A worker slipped and fell two meters on a work site, but failing to alert his supervisor to the unsafe working conditions resulted in him being found contributorily negligent in his own fall.

The Caringbah Formwork Pty Ltd (Caringbah) employee was working for subcontractor Calcono Pty Ltd (Calcano) on the second-story of a Sydney building, when he slipped on a platform that was wet from rain, and not enclosed by any structure to prevent a fall. The worker fell two meters below and landed on concrete.

In joint proceedings, the worker sued Caringbah (his employer), Diecord Construction Pty Ltd (Deicorp) (the site’s principal contractor) and Calcono (the host employer) for damages.

New South Wales Supreme Court Justice Richard Button dismissed the worker’s claims against Caringbah and Diecord, as there was no evidence that an inspection by Caringbah would have discovered a problem with the wet platform, and Deicorp was not directly responsible for the precise way any work was carried out on the site.
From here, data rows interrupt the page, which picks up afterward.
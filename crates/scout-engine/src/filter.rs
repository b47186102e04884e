//! Candidate filtering by follower bounds and niche.

use scout_core::{Candidate, DiscoveryConfig};

/// Follower bounds and an optional niche allow-list applied during discovery.
#[derive(Debug, Clone, PartialEq, Eq)]
pub struct CandidateFilter {
    /// Inclusive lower bound; a missing count is treated as zero
    pub min_followers: u64,
    /// Inclusive upper bound
    pub max_followers: u64,
    /// Empty means every niche is allowed
    pub niches: Vec<String>,
}

impl CandidateFilter {
    /// Filter on follower bounds only.
    #[must_use]
    pub fn new(min_followers: u64, max_followers: u64) -> Self {
        Self {
            min_followers,
            max_followers,
            niches: Vec::new(),
        }
    }

    /// Restrict to these niche labels, compared case-insensitively.
    #[must_use]
    pub fn with_niches(mut self, niches: impl IntoIterator<Item = impl Into<String>>) -> Self {
        self.niches = niches.into_iter().map(Into::into).collect();
        self
    }

    /// Filter from the `discovery` config section.
    #[must_use]
    pub fn from_config(config: &DiscoveryConfig) -> Self {
        Self::new(config.min_followers, config.max_followers).with_niches(config.niches.clone())
    }

    /// Whether a candidate passes both bounds (inclusive) and the niche allow-list.
    ///
    /// A missing follower count is treated as zero.
    pub fn matches(&self, candidate: &Candidate) -> bool {
        let followers = candidate.follower_count.unwrap_or(0);
        if followers < self.min_followers || followers > self.max_followers {
            return false;
        }

        if self.niches.is_empty() {
            return true;
        }
        candidate
            .niche
            .as_deref()
            .is_some_and(|niche| self.niches.iter().any(|n| n.eq_ignore_ascii_case(niche)))
    }
}
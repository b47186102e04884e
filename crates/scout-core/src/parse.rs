//! Text parsers shared by the API and page-extraction paths.

use chrono::{DateTime, TimeZone, Utc};
use once_cell::sync::Lazy;
use regex::Regex;

/// Captions longer than this many characters are truncated.
pub const MAX_CAPTION_CHARS: usize = 500;

static EMAIL_REGEX: Lazy<Regex> = Lazy::new(|| {
    Regex::new(r"\b[A-Za-z0-9._%+-]+@[A-Za-z0-9.-]+\.[A-Za-z]{2,}\b").expect("valid email regex")
});

/// Parse a human-formatted count such as `1.2M`, `5.4K`, `3B` or `1,234`.
///
/// Surrounding words are ignored (`"12.5k followers"` parses). Returns `None`
/// when no number is present.
#[must_use]
#[allow(
    clippy::cast_possible_truncation,
    clippy::cast_sign_loss,
    clippy::cast_precision_loss
)]
pub fn parse_human_number(text: &str) -> Option<u64> {
    let cleaned: String = text.trim().replace(',', "");
    let start = cleaned.find(|c: char| c.is_ascii_digit())?;
    let rest = &cleaned[start..];

    let end = rest
        .find(|c: char| !(c.is_ascii_digit() || c == '.'))
        .unwrap_or(rest.len());
    let value: f64 = rest[..end].parse().ok()?;

    let multiplier = match rest[end..].chars().next().map(|c| c.to_ascii_uppercase()) {
        Some('K') => 1_000.0,
        Some('M') => 1_000_000.0,
        Some('B') => 1_000_000_000.0,
        _ => 1.0,
    };

    let scaled = (value * multiplier).round();
    if scaled.is_finite() && scaled >= 0.0 && scaled <= u64::MAX as f64 {
        Some(scaled as u64)
    } else {
        None
    }
}

/// First email address found in free text.
#[must_use]
pub fn extract_email(text: &str) -> Option<String> {
    EMAIL_REGEX.find(text).map(|m| m.as_str().to_string())
}

/// Engagement of `interactions` (likes plus comments) relative to `followers`, clamped to `[0, 1]`.
///
/// Returns `None` when the follower count is zero.
#[must_use]
#[allow(clippy::cast_precision_loss)]
pub fn engagement_rate(interactions: u64, followers: u64) -> Option<f64> {
    if followers == 0 {
        return None;
    }
    Some((interactions as f64 / followers as f64).clamp(0.0, 1.0))
}

/// Truncate a caption to [`MAX_CAPTION_CHARS`] characters on a char boundary.
#[must_use]
pub fn truncate_caption(caption: &str) -> String {
    match caption.char_indices().nth(MAX_CAPTION_CHARS) {
        Some((idx, _)) => caption[..idx].to_string(),
        None => caption.to_string(),
    }
}

/// Parse a post timestamp: RFC 3339, `+0000`-style offsets, or Unix epoch milliseconds.
#[must_use]
pub fn parse_timestamp(text: &str) -> Option<DateTime<Utc>> {
    let text = text.trim();
    if let Ok(ts) = DateTime::parse_from_rfc3339(text) {
        return Some(ts.with_timezone(&Utc));
    }
    if let Ok(ts) = DateTime::parse_from_str(text, "%Y-%m-%dT%H:%M:%S%z") {
        return Some(ts.with_timezone(&Utc));
    }
    text.parse::<i64>()
        .ok()
        .and_then(|millis| Utc.timestamp_millis_opt(millis).single())
}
As the worker’s effective de facto employer, Calcono on the other hand was found to have “breached its duty to the [worker] by failing to take reasonable precautions against the possibility that he could fall from the elevated decking” when directing the worker to work in a wet area.

However, Justice Button also found the worker to be 33% contributorily negligent for his own injuries.

Justice Button found that it would have been obvious to the worker that the platform was wet, and due to occupational health and safety training which would have helped the worker develop an understanding of the importance of informing supervisors when conditions are thought to be dangerous, he had an obligation to tell the foreman.

If the worker had done so, the foreman would have undoubtedly proposed that the worker undertake a different task until the platform had dried [and] “the fall likely would not have happened”, said Justice Button.

This serves as a reminder to all employees that despite poor working conditions, they too need to take a responsibility for their own safety.